Task to complete: Give back all the records exactly, keeping every line whole.

The records:
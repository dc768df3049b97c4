// Media processing layer
//
// Everything that touches ffmpeg or ffprobe goes through here:
// - Commands: argument builders and process execution
// - Processor: the ffmpeg-backed implementation of MediaProcessorTrait

pub mod commands;
pub mod processor;

use async_trait::async_trait;
use std::path::Path;

pub use commands::*;
pub use processor::*;

use crate::config::MediaConfig;
use crate::error::Result;

/// Main trait for media processing operations
#[cfg_attr(test, mockall::automock)]
#[async_trait]
pub trait MediaProcessorTrait: Send + Sync {
    /// Measure the playable duration of an audio or video file, in seconds
    async fn probe_duration(&self, media_path: &Path) -> Result<f64>;

    /// Check if ffmpeg and ffprobe are available
    async fn check_availability(&self) -> Result<()>;

    /// Execute a prepared media processing command
    async fn execute_command(&self, command: MediaCommand) -> Result<()>;

    /// Start a command carrying this processor's ffmpeg binary
    fn command(&self, description: &str) -> MediaCommand;
}

/// Factory for creating media processor instances
pub struct MediaProcessorFactory;

impl MediaProcessorFactory {
    /// Create the default media processor implementation (FFmpeg-based)
    pub fn create_processor(config: MediaConfig) -> Box<dyn MediaProcessorTrait> {
        Box::new(processor::MediaProcessorImpl::new(config))
    }
}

Your response:
repository dc768df3049b97c4
// Media processing layer
//
// Everything that touches ffmpeg or ffprobe goes through here:
// - Commands: argument builders and process execution
// - Processor: the ffmpeg-backed implementation of MediaProcessorTrait

pub mod commands;
pub mod processor;

use async_trait::async_trait;
use std::path::Path;

pub use commands::*;
pub use processor::*;

use crate::config::MediaConfig;
use crate::error::Result;

/// Main trait for media processing operations
#[cfg_attr(test, mockall::automock)]
#[async_trait]
pub trait MediaProcessorTrait: Send + Sync {
    /// Measure the playable duration of an audio or video file, in seconds
    async fn probe_duration(&self, media_path: &Path) -> Result<f64>;

    /// Check if ffmpeg and ffprobe are available
    async fn check_availability(&self) -> Result<()>;

    /// Execute a prepared media processing command
    async fn execute_command(&self, command: MediaCommand) -> Result<()>;

    /// Start a command carrying this processor's ffmpeg binary
    fn command(&self, description: &str) -> MediaCommand;
}

/// Factory for creating media processor instances
pub struct MediaProcessorFactory;

impl MediaProcessorFactory {
    /// Create the default media processor implementation (FFmpeg-based)
    pub fn create_processor(config: MediaConfig) -> Box<dyn MediaProcessorTrait> {
        Box::new(processor::MediaProcessorImpl::new(config))
    }
}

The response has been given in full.